GAMZILLAGames sits in the mid-tier of the HOPA walkthrough niche on YouTube. At 16,800 subscribers and 2,700 videos, the channel has built one of the deeper libraries in the category. The "full playthrough, no skips" promise matches what serious HOPA players actually need — a comprehensive solution for any point they get stuck. Smaller channels in this niche tend to cover one or two series; the broader franchise coverage here (Mystery Case Files, Hidden Expedition, Dark Parables, Grim Tales, and roughly a dozen others) makes the channel useful across far more search queries.
What could GAMZILLAGames do to grow the channel faster?

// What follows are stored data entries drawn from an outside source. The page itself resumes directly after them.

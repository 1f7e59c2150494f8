use std::collections::HashMap;

use chrono::{DateTime, Utc};
use thiserror::Error;
use tracing::{error, info};

use crate::backend::{FeedbackStore, FEEDBACK_COLLECTION};
use crate::data::{
    time::timestamp_now, AreaFeedback, CategoryList, CategoryResponse, FeedbackDocument, Rating,
    RatingOutOfRange, SubmitterInfo,
};
use crate::validation::{validate_feedback, validate_submitter_info, ValidationError};

/// Shown to the submitter once their feedback has been stored.
pub const SUBMIT_SUCCESS_MESSAGE: &str = "Thank you for your valuable feedback!";

/// Where the most recent submission attempt got to.
#[derive(Debug, Default, PartialEq, Eq, Clone)]
pub enum SubmitStatus {
    #[default]
    Idle,
    Validating,
    /// The form was incomplete; nothing was written.
    Rejected(ValidationError),
    Persisting,
    /// The feedback was stored under the given document id.
    Succeeded { id: String },
    /// The store could not be written to; the form still holds the answers.
    Failed,
}

impl SubmitStatus {
    /// The text to show the submitter for this status, if any.
    pub fn message(&self) -> Option<String> {
        match self {
            SubmitStatus::Rejected(e) => Some(e.to_string()),
            SubmitStatus::Succeeded { .. } => Some(SUBMIT_SUCCESS_MESSAGE.to_string()),
            SubmitStatus::Failed => Some(SubmitError::Write.to_string()),
            SubmitStatus::Idle | SubmitStatus::Validating | SubmitStatus::Persisting => None,
        }
    }
}

#[derive(Error, Debug, PartialEq, Eq, Clone)]
pub enum SubmitError {
    #[error(transparent)]
    Invalid(#[from] ValidationError),
    #[error("There was an error submitting your feedback. Please try again.")]
    Write,
}

/// Error type for edits that do not fit the configured form.
#[derive(Error, Debug, PartialEq, Eq)]
pub enum FormError {
    #[error("Unknown feedback category `{0}`.")]
    UnknownCategory(String),
    #[error(transparent)]
    Rating(#[from] RatingOutOfRange),
}

/// The state of the feedback form while someone fills it in.
#[derive(Debug)]
pub struct FeedbackForm {
    categories: CategoryList,
    /// Always holds exactly one response per configured category.
    responses: HashMap<String, CategoryResponse>,
    submitter: SubmitterInfo,
    status: SubmitStatus,
}

impl FeedbackForm {
    pub fn new(categories: CategoryList) -> Self {
        let responses = initial_responses(&categories);
        Self {
            categories,
            responses,
            submitter: SubmitterInfo::default(),
            status: SubmitStatus::Idle,
        }
    }

    pub fn categories(&self) -> &CategoryList {
        &self.categories
    }

    pub fn response(&self, category_id: &str) -> Option<&CategoryResponse> {
        self.responses.get(category_id)
    }

    pub fn responses(&self) -> &HashMap<String, CategoryResponse> {
        &self.responses
    }

    pub fn submitter(&self) -> &SubmitterInfo {
        &self.submitter
    }

    pub fn status(&self) -> &SubmitStatus {
        &self.status
    }

    /// Whether a submission is under way. A `submit` future that is dropped
    /// part-way puts the form back to `Idle`, so this never outlives the call.
    pub fn is_submitting(&self) -> bool {
        matches!(self.status, SubmitStatus::Validating | SubmitStatus::Persisting)
    }

    pub fn set_rating(&mut self, category_id: &str, stars: u8) -> Result<(), FormError> {
        let rating = Rating::new(stars)?;
        self.response_mut(category_id)?.rating = rating;
        Ok(())
    }

    pub fn set_comment(
        &mut self,
        category_id: &str,
        comment: impl Into<String>,
    ) -> Result<(), FormError> {
        self.response_mut(category_id)?.comment = comment.into();
        Ok(())
    }

    pub fn set_name(&mut self, name: impl Into<String>) {
        self.submitter.name = name.into();
    }

    pub fn set_designation(&mut self, designation: impl Into<String>) {
        self.submitter.designation = designation.into();
    }

    /// Sets the free-form comment. Blank text clears it.
    pub fn set_additional_comment(&mut self, comment: impl Into<String>) {
        let comment = comment.into();
        self.submitter.additional_comment = (!comment.trim().is_empty()).then_some(comment);
    }

    /// Clears every answer back to its initial value. The status of the last
    /// submission is kept so that its outcome can still be shown.
    pub fn reset(&mut self) {
        self.responses = initial_responses(&self.categories);
        self.submitter = SubmitterInfo::default();
    }

    /// Whether nothing has been filled in since the form was created or reset.
    pub fn is_pristine(&self) -> bool {
        self.submitter == SubmitterInfo::default()
            && self.responses.values().all(|response| *response == CategoryResponse::default())
    }

    /// Runs the same checks as `submit`, without changing any state.
    pub fn validate(&self) -> Result<(), ValidationError> {
        validate_submitter_info(&self.submitter)?;
        validate_feedback(&self.responses)
    }

    /// The document that submitting now would write. Responses appear in
    /// configured category order.
    pub fn build_document(&self, submitted_at: DateTime<Utc>) -> FeedbackDocument {
        let feedback = self
            .categories
            .ids()
            .map(|id| {
                let response = self.responses.get(id).cloned().unwrap_or_default();
                AreaFeedback {
                    area_id: id.to_string(),
                    rating: response.rating,
                    comment: response.comment,
                }
            })
            .collect();
        let additional_comment = self
            .submitter
            .additional_comment
            .as_deref()
            .map(str::trim)
            .filter(|comment| !comment.is_empty())
            .map(str::to_string);
        FeedbackDocument {
            submitter: SubmitterInfo {
                name: self.submitter.name.trim().to_string(),
                designation: self.submitter.designation.trim().to_string(),
                additional_comment,
            },
            feedback,
            submitted_at,
        }
    }

    /// Validates the form and, if it is complete, writes it to the store as a
    /// single new document. On success the form is cleared and the new
    /// document's id is returned. Nothing is retried; on failure the answers
    /// stay in place for the submitter to try again.
    pub async fn submit<S: FeedbackStore>(&mut self, store: &S) -> Result<String, SubmitError> {
        self.status = SubmitStatus::Validating;
        if let Err(e) = self.validate() {
            self.status = SubmitStatus::Rejected(e);
            return Err(e.into());
        }

        let document = self.build_document(timestamp_now());
        let in_flight = InFlight::start(&mut self.status);
        let written = match document.to_json() {
            Ok(data) => {
                store.create_document(FEEDBACK_COLLECTION, data).await.map_err(|e| e.to_string())
            }
            Err(e) => Err(e.to_string()),
        };
        match written {
            Ok(id) => {
                info!(id = %id, "Feedback submitted");
                in_flight.finish(SubmitStatus::Succeeded { id: id.clone() });
                self.reset();
                Ok(id)
            }
            Err(cause) => {
                error!(%cause, "Failed to submit feedback");
                in_flight.finish(SubmitStatus::Failed);
                Err(SubmitError::Write)
            }
        }
    }

    fn response_mut(&mut self, category_id: &str) -> Result<&mut CategoryResponse, FormError> {
        self.responses
            .get_mut(category_id)
            .ok_or_else(|| FormError::UnknownCategory(category_id.to_string()))
    }
}

/// Holds the form in `Persisting` for the duration of a write. If the write
/// is abandoned the status drops back to `Idle`.
struct InFlight<'a> {
    status: &'a mut SubmitStatus,
}

impl<'a> InFlight<'a> {
    fn start(status: &'a mut SubmitStatus) -> Self {
        *status = SubmitStatus::Persisting;
        Self { status }
    }

    fn finish(self, outcome: SubmitStatus) {
        *self.status = outcome;
    }
}

impl Drop for InFlight<'_> {
    fn drop(&mut self) {
        if *self.status == SubmitStatus::Persisting {
            *self.status = SubmitStatus::Idle;
        }
    }
}

fn initial_responses(categories: &CategoryList) -> HashMap<String, CategoryResponse> {
    categories.ids().map(|id| (id.to_string(), CategoryResponse::default())).collect()
}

The growth move isn't more uploads — 2,700 is already deep. The opportunity is making that catalog more findable and lifting session time per viewer. Playlists tightly organized by game series, end-screens that auto-link the next chapter of the same walkthrough, and consistent title formatting like "Hidden Expedition: [Game Name] — Chapter 3 Walkthrough" would compound the existing library. New Big Fish releases also produce predictable demand spikes; being first to publish a walkthrough on launch day matters more than most creators in this niche realize, and the existing channel authority gives GAMZILLA a head start.